Posted : 2007-11-23 18:11
Updated : 2007-11-23 18:11

Living Film Legend Tells Her Story

Actress Choi Eun-hee, left, a living film legend along with her late husband, director Shin Sang-ok. Choi, now aged 77, reveals her story in full through her autobiography ``Confessions '' / Courtesy of Random House Korea

By Lee Hyo-won
Staff Reporter

Choi Eun-hee. The movie star defined an era and shaped Korean film history with her husband, director Shin Sang-ok ― on both sides of the 38th parallel, when they were kidnapped by North Korea in the late 1970s.

Now, at 77, Choi finally broke her long silence to tell her side of the story, one that is sure to silence the countless gossip and rumors that took on a life of its own over the years.

In her autobiography ``Confessions,'' the film icon looks back on her life, sans regret.

Yet, Choi's story is more than an autobiographical account. It entails the history of Korean cinema and documents the tumultuous events that marked Korean modern history, from Japanese colonization to the military regime. It is also a woman's love letter to her late husband.

Born in 1930 in Gwangju, Gyeonggi Province, the shy, young Choi stumbled into the world of acting by accident and fell in love with it.

In 1943, she joined theater troupe Arang and made a name for herself. Although she went on to successfully debut onscreen, her personal life was far from glamorous. Her first husband was abusive and incompetent. When the Korean War (1950-53) broke out, she was seized by North Korean troops to perform in propaganda plays. She escaped only to do the same deed for the South Korean army.

``How ironic,'' she recalls of that time. ``But I accepted my fate, which was simply to act.'' Although being an actress spared her life, it also left an incurable scar when she was raped by a South Korean army officer.

When the war finally came to an end, false rumors about Choi being repeatedly violated by troops, and her husband ― crippled and plagued with morbid suspicions about her chastity ― awaited her. Yet, Choi persevered, pouring out her emotions in her work.

In 1953, Choi met Shin Sang-ok, a dashing young director who would become the love of her life. She became his muse and favorite leading lady, while Shin gave her newfound hope.

Overcoming accusations of adultery, they would marry and lead Korean cinema into its golden age, producing classics such as ``Mother and a Guest in the Room of Master'' (1961) and ``Bound by Chastity Rules'' (1962).

Choi also became Korea's third female director and head of a film academy. The only misfortune was that she couldn't bear children, so the couple adopted.

The 1970s, however, was a cruel decade. Shin's production company suffered financially and had to deal with strict censorship under Park Chung-hee's presidency. But the critical blow came when Shin had two children in an extramarital affaire.

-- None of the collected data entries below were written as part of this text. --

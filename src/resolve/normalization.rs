use serde::Serialize;

use crate::course::ContentBlock;

use super::{list, opt_list, text};

struct FormSlot {
    code: &'static str,
    title: &'static str,
    description: &'static str,
    rules: &'static [&'static str],
}

const FORM_SLOTS: &[FormSlot] = &[
    FormSlot {
        code: "1FN",
        title: "Primera Forma Normal",
        description: "Cada columna guarda un único valor atómico y no hay grupos repetidos.",
        rules: &[
            "Valores atómicos en cada celda",
            "Sin columnas repetidas (telefono1, telefono2…)",
            "Cada fila se identifica con una clave primaria",
        ],
    },
    FormSlot {
        code: "2FN",
        title: "Segunda Forma Normal",
        description: "Está en 1FN y cada atributo depende de la clave primaria completa.",
        rules: &[
            "Cumple 1FN",
            "Sin dependencias parciales de claves compuestas",
        ],
    },
    FormSlot {
        code: "3FN",
        title: "Tercera Forma Normal",
        description: "Está en 2FN y ningún atributo depende de otro atributo no clave.",
        rules: &["Cumple 2FN", "Sin dependencias transitivas"],
    },
];

#[derive(Debug, Clone, Serialize, PartialEq)]
pub struct FormView {
    pub code: &'static str,
    pub title: String,
    pub description: String,
    pub rules: Vec<String>,
}

#[derive(Debug, Clone, Serialize, PartialEq)]
pub struct NormalizationExample {
    pub titulo: String,
    pub enunciado: String,
    pub desarrollo: String,
}

#[derive(Debug, Clone, Serialize, PartialEq)]
pub struct NormalizationView {
    pub lesson: String,
    pub titulo: String,
    pub texto: String,
    pub forms: Vec<FormView>,
    pub example: Option<NormalizationExample>,
    pub checklist: Vec<String>,
}

pub fn resolve(block: &ContentBlock) -> NormalizationView {
    let columns = block.columnas.as_deref().unwrap_or_default();
    let slots = FORM_SLOTS.len().max(columns.len());
    let forms = (0..slots)
        .map(|i| {
            let slot = FORM_SLOTS.get(i).unwrap_or(&FORM_SLOTS[FORM_SLOTS.len() - 1]);
            let col = columns.get(i);
            FormView {
                code: if i < FORM_SLOTS.len() { slot.code } else { "" },
                title: text(col.and_then(|c| c.titulo.as_deref()), slot.title),
                description: text(col.and_then(|c| c.texto.as_deref()), slot.description),
                rules: list(col.and_then(|c| c.bullets.as_deref()), slot.rules),
            }
        })
        .collect();

    NormalizationView {
        lesson: text(block.subtitulo.as_deref(), "Lección 4 de 10"),
        titulo: text(block.titulo.as_deref(), "Normalización de Bases de Datos"),
        texto: text(
            block.texto.as_deref(),
            "La normalización organiza las tablas para eliminar redundancia y evitar anomalías al insertar, actualizar o eliminar datos.",
        ),
        forms,
        example: block.ejemplo.as_ref().map(|e| NormalizationExample {
            titulo: text(e.titulo.as_deref(), "Ejemplo práctico"),
            enunciado: e.enunciado.clone().unwrap_or_default(),
            desarrollo: e.desarrollo.clone().unwrap_or_default(),
        }),
        checklist: opt_list(block.checklist.as_deref()),
    }
}

#[cfg(test)]
mod tests {
    use super::resolve;
    use crate::course::types::BlockColumn;
    use crate::course::{BlockKind, ContentBlock};

    #[test]
    fn three_normal_forms_by_default() {
        let view = resolve(&ContentBlock::of_kind(BlockKind::Normalization));
        let codes: Vec<&str> = view.forms.iter().map(|f| f.code).collect();
        assert_eq!(codes, ["1FN", "2FN", "3FN"]);
        assert!(view.example.is_none());
        assert_eq!(view.lesson, "Lección 4 de 10");
    }

    #[test]
    fn columns_override_slot_by_slot() {
        let mut block = ContentBlock::of_kind(BlockKind::Normalization);
        block.columnas = Some(vec![
            BlockColumn::default(),
            BlockColumn {
                titulo: Some("2NF".to_string()),
                texto: Some("  ".to_string()),
                bullets: Some(vec!["Dependencia total".to_string()]),
            },
        ]);
        let view = resolve(&block);
        assert_eq!(view.forms.len(), 3);
        assert_eq!(view.forms[0].title, "Primera Forma Normal");
        assert_eq!(view.forms[1].title, "2NF");
        assert!(view.forms[1].description.starts_with("Está en 1FN"));
        assert_eq!(view.forms[1].rules, vec!["Dependencia total".to_string()]);
        assert_eq!(view.forms[2].code, "3FN");
    }
}
use serde::Serialize;
use tera::{Context, Tera};
use tracing::debug;

use crate::course::ContentBlock;
use crate::error::RenderError;
use crate::render::registry::{BlockContext, BlockRegistry};

pub const EMPTY_BLOCKS_NOTICE: &str = "No se encontraron landing.contentBlocks en el JSON.";

/// One rendered piece of the block list, in input order.
#[derive(Debug, Clone, PartialEq, Eq, Serialize)]
pub struct Fragment {
  pub position: usize,
  pub kind: String,
  pub used_fallback: bool,
  pub placeholder: bool,
  pub html: String,
}

/// Renders every block through the registry. The output has one fragment per
/// block, never reordered or filtered; an empty list yields a single notice.
pub fn render_blocks(
  blocks: &[ContentBlock],
  registry: &BlockRegistry,
  tera: &Tera,
) -> Result<Vec<Fragment>, RenderError> {
  if blocks.is_empty() {
    let mut ctx = Context::new();
    ctx.insert("notice", EMPTY_BLOCKS_NOTICE);
    let html = tera
      .render("partials/empty_blocks.html", &ctx)
      .map_err(|e| RenderError::template("partials/empty_blocks.html", e))?;
    return Ok(vec![Fragment {
      position: 0,
      kind: String::new(),
      used_fallback: true,
      placeholder: true,
      html,
    }]);
  }

  blocks
    .iter()
    .enumerate()
    .map(|(index, block)| {
      let (renderer, used_fallback) = registry.lookup(&block.tipo);
      if used_fallback {
        debug!(index, tipo = block.tipo.as_str(), "no specialized renderer, using fallback");
      }
      let html = renderer(&BlockContext { block, index }, tera)?;
      Ok(Fragment {
        position: index,
        kind: block.tipo.as_str().to_string(),
        used_fallback,
        placeholder: false,
        html,
      })
    })
    .collect()
}
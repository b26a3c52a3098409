use std::path::{Path, PathBuf};

use chrono::Utc;
use serde::{Deserialize, Serialize};

use crate::course::CourseData;
use crate::error::RenderError;
use crate::render::helpers::{provenance_path, write_string};
use crate::render::templates::TemplateId;
use crate::util::hash::sha256_hex;

/// Sidecar record describing how a page was produced.
#[derive(Debug, Clone, PartialEq, Eq, Serialize, Deserialize)]
#[serde(rename_all = "camelCase")]
pub struct Provenance {
    pub input_sha256: String,
    pub titulo_curso: String,
    pub template: String,
    pub block_count: usize,
    pub generator_version: String,
    pub generated_at: String,
}

impl Provenance {
    pub fn new(raw: &str, course: &CourseData, template: TemplateId) -> Self {
        Self {
            input_sha256: sha256_hex(raw.as_bytes()),
            titulo_curso: course.titulo_curso.clone(),
            template: template.as_str().to_string(),
            block_count: course.content_blocks().len(),
            generator_version: env!("CARGO_PKG_VERSION").to_string(),
            generated_at: Utc::now().to_rfc3339(),
        }
    }
}

/// Writes `<out>.provenance.json` and returns its path.
pub fn write_provenance(out: &Path, provenance: &Provenance) -> Result<PathBuf, RenderError> {
    let path = provenance_path(out);
    let json = serde_json::to_string_pretty(provenance)?;
    write_string(&path, &json).map_err(RenderError::Io)?;
    Ok(path)
}

#[cfg(test)]
mod tests {
    use super::*;
    use crate::course::ingest;
    use uuid::Uuid;

    #[test]
    fn records_hash_template_and_block_count() {
        let raw = r#"{"tituloCurso":"BD","landing":{"contentBlocks":[{"tipo":"sqlBasics"},{"tipo":"x"}]}}"#;
        let course = ingest(raw).expect("course");
        let record = Provenance::new(raw, &course, TemplateId::DatabaseCourse);
        assert_eq!(record.input_sha256, sha256_hex(raw.as_bytes()));
        assert_eq!(record.block_count, 2);
        assert_eq!(record.template, "databaseCourse");
        assert!(chrono::DateTime::parse_from_rfc3339(&record.generated_at).is_ok());
    }

    #[test]
    fn sidecar_round_trips_from_disk() {
        let tmp = std::env::temp_dir().join(format!("provenance-test-{}", Uuid::new_v4()));
        let out = tmp.join("curso.html");
        let course = ingest(r#"{"tituloCurso":"BD","secciones":[]}"#).expect("course");
        let record = Provenance::new("{}", &course, TemplateId::Minimal);
        let path = write_provenance(&out, &record).expect("write");
        let stored: Provenance =
            serde_json::from_str(&std::fs::read_to_string(&path).expect("read")).expect("parse");
        assert_eq!(stored, record);
        let _ = std::fs::remove_dir_all(tmp);
    }
}
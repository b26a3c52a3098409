use serde_json::Value;
use tracing::{debug, info};

use crate::error::IngestError;

use super::types::CourseData;

/// Parses raw course JSON and applies the shallow shape check.
///
/// A document is accepted when it is an object with a non-blank
/// `tituloCurso` and either a `secciones` entry or a `landing` object.
pub fn ingest(raw: &str) -> Result<CourseData, IngestError> {
  let parsed: Value = serde_json::from_str(raw).map_err(|e| {
    debug!(error = %e, "course JSON rejected by parser");
    IngestError::Syntax(e.to_string())
  })?;
  check_shape(&parsed)?;

  let course: CourseData = serde_json::from_value(parsed)
    .map_err(|e| IngestError::Shape(format!("field has an unexpected type: {e}")))?;
  info!(
    titulo = %course.titulo_curso,
    secciones = course.secciones.as_ref().map_or(0, Vec::len),
    blocks = course.content_blocks().len(),
    "course JSON accepted"
  );
  Ok(course)
}

fn check_shape(value: &Value) -> Result<(), IngestError> {
  let root = value
    .as_object()
    .ok_or_else(|| IngestError::Shape(format!("expected an object at the top level, found {}", type_name(value))))?;

  let has_title = root
    .get("tituloCurso")
    .and_then(Value::as_str)
    .map(|t| !t.trim().is_empty())
    .unwrap_or(false);
  if !has_title {
    return Err(IngestError::Shape("missing or empty tituloCurso".to_string()));
  }

  let has_sections = root.get("secciones").map(|v| !v.is_null()).unwrap_or(false);
  let has_landing = root.get("landing").map(Value::is_object).unwrap_or(false);
  if !has_sections && !has_landing {
    return Err(IngestError::Shape("expected secciones or a landing object".to_string()));
  }
  Ok(())
}

fn type_name(value: &Value) -> &'static str {
  match value {
    Value::Null => "null",
    Value::Bool(_) => "a boolean",
    Value::Number(_) => "a number",
    Value::String(_) => "a string",
    Value::Array(_) => "an array",
    Value::Object(_) => "an object",
  }
}

#[cfg(test)]
mod tests {
  use super::ingest;
  use crate::course::block::BlockKind;
  use crate::error::IngestErrorKind;

  #[test]
  fn accepts_classic_sections_document() {
    let raw = r#"{"tituloCurso":"X","intro":"Y","secciones":[],"resumen":"Z"}"#;
    let course = ingest(raw).expect("ingest");
    assert_eq!(course.titulo_curso, "X");
    assert_eq!(course.intro.as_deref(), Some("Y"));
    assert!(course.landing.is_none());
  }

  #[test]
  fn accepts_landing_without_secciones() {
    let raw = r#"{
      "tituloCurso": "Bases de Datos",
      "landing": {
        "overview": {"titulo": "BD", "texto": "Curso"},
        "contentBlocks": [{"tipo": "introduction", "titulo": "Intro"}, {"tipo": "mystery"}]
      }
    }"#;
    let course = ingest(raw).expect("ingest");
    let blocks = course.content_blocks();
    assert_eq!(blocks.len(), 2);
    assert_eq!(blocks[0].tipo, BlockKind::Introduction);
    assert_eq!(blocks[1].tipo, BlockKind::Other("mystery".to_string()));
  }

  #[test]
  fn rejects_bad_syntax_and_empty_input() {
    for raw in ["not json", "", "{\"tituloCurso\": "] {
      let err = ingest(raw).expect_err("should fail");
      assert_eq!(err.kind(), IngestErrorKind::Syntax, "input {raw:?}");
    }
  }

  #[test]
  fn rejects_wrong_shapes() {
    let cases = [
      r#"{"foo":1}"#,
      r#"[1, 2, 3]"#,
      r#""a string""#,
      r#"{"tituloCurso":"","secciones":[]}"#,
      r#"{"tituloCurso":"   ","secciones":[]}"#,
      r#"{"tituloCurso":"X"}"#,
      r#"{"tituloCurso":"X","secciones":null}"#,
      r#"{"tituloCurso":"X","landing":[]}"#,
      r#"{"tituloCurso":42,"secciones":[]}"#,
    ];
    for raw in cases {
      let err = ingest(raw).expect_err("should fail");
      assert_eq!(err.kind(), IngestErrorKind::Shape, "input {raw}");
      assert!(err.to_string().contains("unexpected JSON shape"));
    }
  }

  #[test]
  fn wrongly_typed_nested_field_is_a_shape_error() {
    let raw = r#"{"tituloCurso":"X","landing":{"contentBlocks":[{"tipo":"introduction","bullets":"one"}]}}"#;
    let err = ingest(raw).expect_err("should fail");
    assert_eq!(err.kind(), IngestErrorKind::Shape);
  }

  #[test]
  fn null_block_tag_goes_to_fallback_kind() {
    let raw = r#"{"tituloCurso":"X","landing":{"contentBlocks":[{"tipo":null,"titulo":"a"},{"titulo":"b"}]}}"#;
    let course = ingest(raw).expect("null tipo accepted");
    let blocks = course.content_blocks();
    assert_eq!(blocks.len(), 2);
    assert_eq!(blocks[0].tipo, BlockKind::Other(String::new()));
    assert_eq!(blocks[0].titulo.as_deref(), Some("a"));
    assert!(!blocks[1].tipo.is_known());
  }
}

Brokenhearted, Choi filed for divorce. Their relationship, however, would take a more dramatic turn. In 1978, Choi was kidnapped by North Korean agents in Hong Kong as part of Kim Jong-il's scheme to revamp Pyongyan's film industry.

Five years later, Choi would reunite with Shin, and give birth to a new era for North Korean cinema. They were winning awards in international film festivals, and in 1986, staged a successful escape by seeking asylum in the American embassy in Austria.

But the couple would not be able to come home for another decade because they were afraid of being accused of collaborating with the North. They finally returned home in 1999, but Choi would lose Shin to hepatitis in 2006.

Despite all the odds, Choi is not bitter. She writes that she understands Kim Jong-il's passion for cinema that fueled the abduction, although she does hold him responsible for Shin's failed health. She also expresses sympathy as a woman for Shin's lover who initially broke their marriage.

``People say I am an actress who lived a life like a movie… When I was in North Korea, I cried every night, thinking I wouldn't have suffered this had I not become an actress,'' she writes in the prologue.

``(My husband and I) were victims of the tragedies of a divided nation. But I do not regret becoming an actress. Through acting, I have rehearsed living the lives of others and learned that all of these different lives are beautiful and dear,'' she writes.

The road Choi has taken is truly larger than life.

But what is most impressive and compelling is Choi's steady and honest voice ― and astounding courage ― to tell it all, without a trace of shame or spite.